Supplied entries section start
//! Inspect command implementation.

use super::{format_size, Target};
use crate::error::CliResult;
use raftlog_core::SegmentInfo;
use serde::Serialize;

/// Journal inspection result.
#[derive(Debug, Serialize)]
pub struct InspectResult {
    /// Journal directory.
    pub path: String,
    /// Journal name.
    pub name: String,
    /// First index held by any segment.
    pub first_index: u64,
    /// Last index held by any segment.
    pub last_index: u64,
    /// Total number of entries.
    pub entries: u64,
    /// Combined size of all segment files.
    pub total_size: u64,
    /// Per-segment details, ordered by first index.
    pub segments: Vec<SegmentReport>,
}

/// Details of one segment.
#[derive(Debug, Serialize)]
pub struct SegmentReport {
    /// Runtime state of the segment.
    #[serde(flatten)]
    pub info: SegmentInfo,
    /// Descriptor format version.
    pub version: i32,
    /// Recorded per-segment entry limit.
    pub max_entries: u32,
    /// Descriptor timestamp in milliseconds since the epoch.
    pub updated: u64,
    /// Descriptor lock flag.
    pub locked: bool,
}

/// Collects the inspection result for `target`.
pub fn inspect(target: &Target) -> CliResult<InspectResult> {
    let segments = target.open_segments()?;

    let mut reports = Vec::with_capacity(segments.len());
    for segment in &segments {
        let descriptor = segment.descriptor();
        reports.push(SegmentReport {
            info: segment.info()?,
            version: descriptor.version(),
            max_entries: descriptor.max_entries(),
            updated: descriptor.updated(),
            locked: descriptor.locked(),
        });
    }

    let first_index = reports.first().map_or(0, |r| r.info.first_index);
    let last_index = reports.last().map_or(0, |r| r.info.last_index);
    Ok(InspectResult {
        path: target.path.display().to_string(),
        name: target.name.clone(),
        first_index,
        last_index,
        entries: reports.iter().map(|r| r.info.entries()).sum(),
        total_size: reports.iter().map(|r| r.info.file_size).sum(),
        segments: reports,
    })
}

/// Runs the inspect command.
pub fn run(target: &Target, format: &str) -> CliResult<()> {
    let result = inspect(target)?;
    match format {
        "json" => {
            println!("{}", serde_json::to_string_pretty(&result)?);
        }
        _ => {
            print_text_output(&result);
        }
    }
    Ok(())
}

fn print_text_output(result: &InspectResult) {
    println!("raftlog Journal Inspection");
    println!("==========================");
    println!();
    println!("Path: {}", result.path);
    println!("Name: {}", result.name);
    println!();
    println!("Entries:");
    println!("  First index: {}", result.first_index);
    println!("  Last index:  {}", result.last_index);
    println!("  Count:       {}", result.entries);
    println!();
    println!("Storage:");
    println!("  Segments:   {}", result.segments.len());
    println!("  Total size: {}", format_size(result.total_size));

    println!();
    println!("Segments:");
    for report in &result.segments {
        let info = &report.info;
        println!(
            "  [{}] v{} indexes {}..={} ({} entries), {} of {} bytes used, file {}{}",
            info.id,
            report.version,
            info.first_index,
            info.last_index,
            info.entries(),
            info.bytes_used,
            info.max_segment_size,
            format_size(info.file_size),
            if report.locked { ", locked" } else { "" }
        );
    }
}

#[cfg(test)]
mod tests {
    use super::*;
    use crate::commands::test_support::journal_with_entries;
    use crate::error::CliError;
    use tempfile::tempdir;

    #[test]
    fn reports_segments_in_order() {
        let dir = tempdir().unwrap();
        let target = journal_with_entries(&dir, 10);

        let result = inspect(&target).unwrap();
        assert_eq!(result.first_index, 1);
        assert_eq!(result.last_index, 10);
        assert_eq!(result.entries, 10);
        assert_eq!(result.segments.len(), 3);
        assert_eq!(result.segments[1].info.first_index, 5);
        assert_eq!(result.segments[1].version, 1);

        let json = serde_json::to_value(&result).unwrap();
        assert_eq!(json["segments"][2]["first_index"], 9);
    }

    #[test]
    fn missing_journal_is_reported() {
        let dir = tempdir().unwrap();
        let target = Target {
            path: dir.path().to_path_buf(),
            name: "absent".to_string(),
            max_entry_size: 64,
        };
        assert!(matches!(inspect(&target), Err(CliError::NoJournal { .. })));
    }
}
Supplied entries section end
* [Try it]:
Print again the lines of the entries above that fall between the line holding "use serde::Serialize;" and the line holding "Collects the inspection", inclusive, exactly as they stand.

* [Answer section]:
use serde::Serialize;

/// Journal inspection result.
#[derive(Debug, Serialize)]
pub struct InspectResult {
    /// Journal directory.
    pub path: String,
    /// Journal name.
    pub name: String,
    /// First index held by any segment.
    pub first_index: u64,
    /// Last index held by any segment.
    pub last_index: u64,
    /// Total number of entries.
    pub entries: u64,
    /// Combined size of all segment files.
    pub total_size: u64,
    /// Per-segment details, ordered by first index.
    pub segments: Vec<SegmentReport>,
}

/// Details of one segment.
#[derive(Debug, Serialize)]
pub struct SegmentReport {
    /// Runtime state of the segment.
    #[serde(flatten)]
    pub info: SegmentInfo,
    /// Descriptor format version.
    pub version: i32,
    /// Recorded per-segment entry limit.
    pub max_entries: u32,
    /// Descriptor timestamp in milliseconds since the epoch.
    pub updated: u64,
    /// Descriptor lock flag.
    pub locked: bool,
}

/// Collects the inspection result for `target`.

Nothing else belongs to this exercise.